Somebody’s tail is not very flufffy this February

I would like to make two corrections to my post on Rein Taagepera’s study of the size of empires.

When I compared the 2006 and 2009 updates to Taagepera’s lists, I missed one new empire in the 2009 article: Scythia. I have added it to the original post.

I said that the 2006 article added eight empires to Taagepera’s lists. I was wrong. I trusted a note on page 221 of the 2006 article by Turchin, Adams, and Hall:

Our list of large historical states was based on the compilation by Taagepera, which has been systematized and posted on the web by Chase-Dunn and coworkers http://irows.ucr.edu/. We checked the Taagepera list with all major historical atlases in the library of the University of Connecticut and found eight additional empires that fit our criteria (Axum, Hsi-Hsia, Kara-Khitai, Srivijaya, Maurian, Kushan, Gupta, and Maratha).

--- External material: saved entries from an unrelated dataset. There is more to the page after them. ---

//! Collaborator health tracking
//!
//! Each evaluation cycle reports how its collaborators behaved. The daemon
//! serves the combined view on its liveness and readiness probes.

use serde::{Deserialize, Serialize};
use std::collections::HashMap;
use std::sync::Arc;
use tokio::sync::RwLock;

/// Health status of a component
#[derive(Debug, Clone, Copy, PartialEq, Eq, Serialize, Deserialize)]
#[serde(rename_all = "lowercase")]
pub enum ComponentStatus {
    Healthy,
    /// Failing, but cycles still complete with partial data
    Degraded,
    /// Failing in a way that blocks capacity updates
    Unhealthy,
}

impl ComponentStatus {
    pub fn is_operational(&self) -> bool {
        !matches!(self, ComponentStatus::Unhealthy)
    }

    fn severity(&self) -> u8 {
        match self {
            ComponentStatus::Healthy => 0,
            ComponentStatus::Degraded => 1,
            ComponentStatus::Unhealthy => 2,
        }
    }
}

/// Last known health of one component
#[derive(Debug, Clone, Serialize, Deserialize)]
pub struct ComponentHealth {
    pub status: ComponentStatus,
    #[serde(skip_serializing_if = "Option::is_none")]
    pub message: Option<String>,
    pub last_check_timestamp: i64,
}

impl ComponentHealth {
    fn with_status(status: ComponentStatus, message: Option<String>) -> Self {
        Self {
            status,
            message,
            last_check_timestamp: chrono::Utc::now().timestamp(),
        }
    }

    pub fn healthy() -> Self {
        Self::with_status(ComponentStatus::Healthy, None)
    }

    pub fn degraded(message: impl Into<String>) -> Self {
        Self::with_status(ComponentStatus::Degraded, Some(message.into()))
    }

    pub fn unhealthy(message: impl Into<String>) -> Self {
        Self::with_status(ComponentStatus::Unhealthy, Some(message.into()))
    }
}

/// Body of the liveness probe
#[derive(Debug, Clone, Serialize, Deserialize)]
pub struct HealthResponse {
    pub status: ComponentStatus,
    pub components: HashMap<String, ComponentHealth>,
}

impl HealthResponse {
    /// Worst status among the components, healthy when there are none
    pub fn compute_status(components: &HashMap<String, ComponentHealth>) -> ComponentStatus {
        components
            .values()
            .map(|c| c.status)
            .max_by_key(ComponentStatus::severity)
            .unwrap_or(ComponentStatus::Healthy)
    }
}

/// Body of the readiness probe
#[derive(Debug, Clone, Serialize, Deserialize)]
pub struct ReadinessResponse {
    pub ready: bool,
    #[serde(skip_serializing_if = "Option::is_none")]
    pub reason: Option<String>,
}

/// Component names for health tracking
pub mod components {
    pub const BLOB_SOURCE: &str = "blob_source";
    pub const UTILIZATION_SOURCE: &str = "utilization_source";
    pub const FLEET: &str = "fleet";
    pub const POLICY: &str = "policy";

    pub const ALL: [&str; 4] = [BLOB_SOURCE, UTILIZATION_SOURCE, FLEET, POLICY];
}

/// Shared registry of component health
#[derive(Debug, Clone, Default)]
pub struct HealthRegistry {
    components: Arc<RwLock<HashMap<String, ComponentHealth>>>,
    ready: Arc<RwLock<bool>>,
}

impl HealthRegistry {
    pub fn new() -> Self {
        Self::default()
    }

    /// Registry with every scaler component registered as healthy
    pub async fn with_scaler_components() -> Self {
        let registry = Self::new();
        for name in components::ALL {
            registry.register(name).await;
        }
        registry
    }

    pub async fn register(&self, name: &str) {
        self.update(name, ComponentHealth::healthy()).await;
    }

    pub async fn update(&self, name: &str, health: ComponentHealth) {
        self.components
            .write()
            .await
            .insert(name.to_string(), health);
    }

    pub async fn set_healthy(&self, name: &str) {
        self.update(name, ComponentHealth::healthy()).await;
    }

    pub async fn set_degraded(&self, name: &str, message: impl Into<String>) {
        self.update(name, ComponentHealth::degraded(message)).await;
    }

    pub async fn set_unhealthy(&self, name: &str, message: impl Into<String>) {
        self.update(name, ComponentHealth::unhealthy(message)).await;
    }

    /// Mark the scaler ready; done once the first cycle has finished
    pub async fn set_ready(&self, ready: bool) {
        *self.ready.write().await = ready;
    }

    pub async fn health(&self) -> HealthResponse {
        let components = self.components.read().await.clone();
        let status = HealthResponse::compute_status(&components);
        HealthResponse { status, components }
    }

    pub async fn readiness(&self) -> ReadinessResponse {
        let reason = if !*self.ready.read().await {
            Some("No evaluation cycle completed yet")
        } else if !self.health().await.status.is_operational() {
            Some("Critical component unhealthy")
        } else {
            None
        };

        ReadinessResponse {
            ready: reason.is_none(),
            reason: reason.map(str::to_string),
        }
    }
}

#[cfg(test)]
mod tests {
    use super::*;

    #[tokio::test]
    async fn test_empty_registry_is_healthy() {
        let registry = HealthRegistry::new();
        let health = registry.health().await;

        assert_eq!(health.status, ComponentStatus::Healthy);
        assert!(health.components.is_empty());
    }

    #[tokio::test]
    async fn test_scaler_components_registered() {
        let registry = HealthRegistry::with_scaler_components().await;
        let health = registry.health().await;

        assert_eq!(health.components.len(), 4);
        assert_eq!(
            health.components[components::FLEET].status,
            ComponentStatus::Healthy
        );
    }

    #[tokio::test]
    async fn test_worst_status_wins() {
        let registry = HealthRegistry::with_scaler_components().await;
        registry
            .set_degraded(components::BLOB_SOURCE, "bucket unreachable")
            .await;
        assert_eq!(registry.health().await.status, ComponentStatus::Degraded);

        registry
            .set_unhealthy(components::FLEET, "fleet not found: web")
            .await;
        assert_eq!(registry.health().await.status, ComponentStatus::Unhealthy);

        registry.set_healthy(components::FLEET).await;
        assert_eq!(registry.health().await.status, ComponentStatus::Degraded);
    }

    #[tokio::test]
    async fn test_not_ready_before_first_cycle() {
        let registry = HealthRegistry::new();
        let readiness = registry.readiness().await;

        assert!(!readiness.ready);
        assert!(readiness.reason.is_some());
    }

    #[tokio::test]
    async fn test_ready_after_first_cycle() {
        let registry = HealthRegistry::with_scaler_components().await;
        registry.set_ready(true).await;
        registry
            .set_degraded(components::UTILIZATION_SOURCE, "stale")
            .await;

        let readiness = registry.readiness().await;
        assert!(readiness.ready);
        assert!(readiness.reason.is_none());
    }

    #[tokio::test]
    async fn test_not_ready_when_unhealthy() {
        let registry = HealthRegistry::with_scaler_components().await;
        registry.set_ready(true).await;
        registry.set_unhealthy(components::FLEET, "Failed").await;

        assert!(!registry.readiness().await.ready);
    }
}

Four of their eight empires (Axum/Aksum in the Horn of Africa, Srivijaya in Indonesia, the Hsi-Hsia/Western Xia who were rivals of the Song Dynasty in China, and Maratha in South Asia) appear to be absent from Taagepera’s articles, but the other four are present and accounted for: Kara-Khitai (as W. Liao in Taagepera 1997), Gupta (Taagepera 1979 p. 132), Kushan (Taagepera 1979 p. 132), Maurian (as Maurya in Taagepera 1979 p. 132).